I could be wrong, but I think it is a stretch that exotic terms would double and treble the amounts. Of course it is possible, but … don’t most exotics usually only account for a small amount of the total trade? Is it different for CDS market?
Bi-lateral netting might not be important, as you point out, in a highly fragmented market. I would guess, however, that an 80/20 rule applies – that the 20 largest client players account for 80% of the trades.
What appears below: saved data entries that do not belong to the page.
//! API routes.

pub mod builds;
pub mod health;
pub mod runners;
pub mod workers;

use crate::AppState;
use axum::Router;

/// Build the main API router.
pub fn router(state: AppState) -> Router {
    Router::new()
        .nest("/api/v1", api_router())
        .merge(health::router())
        .with_state(state)
}

fn api_router() -> Router<AppState> {
    Router::new()
        .nest("/runners", runners::router())
        .nest("/workers", workers::router())
        .nest("/builds", builds::router())
}

#[cfg(test)]
pub(crate) mod testing {
    use crate::AppState;
    use crate::engine::{Engine, build_agent};
    use crate::services::GitHubProviders;
    use axum::body::Body;
    use axum::http::{Method, Request, StatusCode};
    use serde_json::Value;
    use shipyard_config::{ServerConfig, StaticConfigService, parse_server_config};
    use shipyard_db::MemoryBuildStore;
    use std::sync::Arc;
    use tower::ServiceExt;

    pub fn state() -> (AppState, Arc<MemoryBuildStore>) {
        let server: ServerConfig = parse_server_config(r#"agent "local""#).unwrap();
        let store = Arc::new(MemoryBuildStore::new());
        let engine = Engine::new(
            &server,
            StaticConfigService::default(),
            store.clone(),
            build_agent(&server.agent).unwrap(),
            Arc::new(GitHubProviders::new("http://127.0.0.1:1")),
        );
        (AppState::new(&engine, None), store)
    }

    pub async fn call(state: AppState, method: Method, uri: &str) -> (StatusCode, Value) {
        let response = super::router(state)
            .oneshot(
                Request::builder()
                    .method(method)
                    .uri(uri)
                    .body(Body::empty())
                    .unwrap(),
            )
            .await
            .unwrap();

        let status = response.status();
        let bytes = axum::body::to_bytes(response.into_body(), usize::MAX)
            .await
            .unwrap();
        let body = if bytes.is_empty() {
            Value::Null
        } else {
            serde_json::from_slice(&bytes).unwrap()
        };
        (status, body)
    }
}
The credit exposure to the hedge funds is real, but not missed/exaggerated by the DTC figures. Whatever lax attitudes about credit lines and collateral were extended in the past, that’s not what is likely going today, right? Stands to reason that some part of the deleveraging that jck talks about is about collateral calls for all types of contracts, including CDS. [Of course, that's an over-reaction, because the counter-party credit risk has been accurately priced all along, and the dealers are amply reserved for these risk, by having pocketed the bid-ask spreads along, in case of a rainy day ... yuk, yuk.]
ss:
The data on international banks, show that there has been a huge contraction in credit, of over $1.1 trillion, in the second quarter, to put things in perspective this is multiple times the contraction that occurred after the bursting of the dotcom bubble or the LTCM crisis. As I have said before, the CDS market has nothing to do with it, de-leveraging is all there is to it, and you don’t “cure” years of over-leverage in 3 days or in 3 weeks.
All I can say is the equity markets are tanking, banks and insurance companies are ponying up for Fed money, bailouts of sovereign nations by the IMF are happening in droves, stock markets are closing for trading regularly intraday — pretty much the kind of points emphasized over at the Roubini article.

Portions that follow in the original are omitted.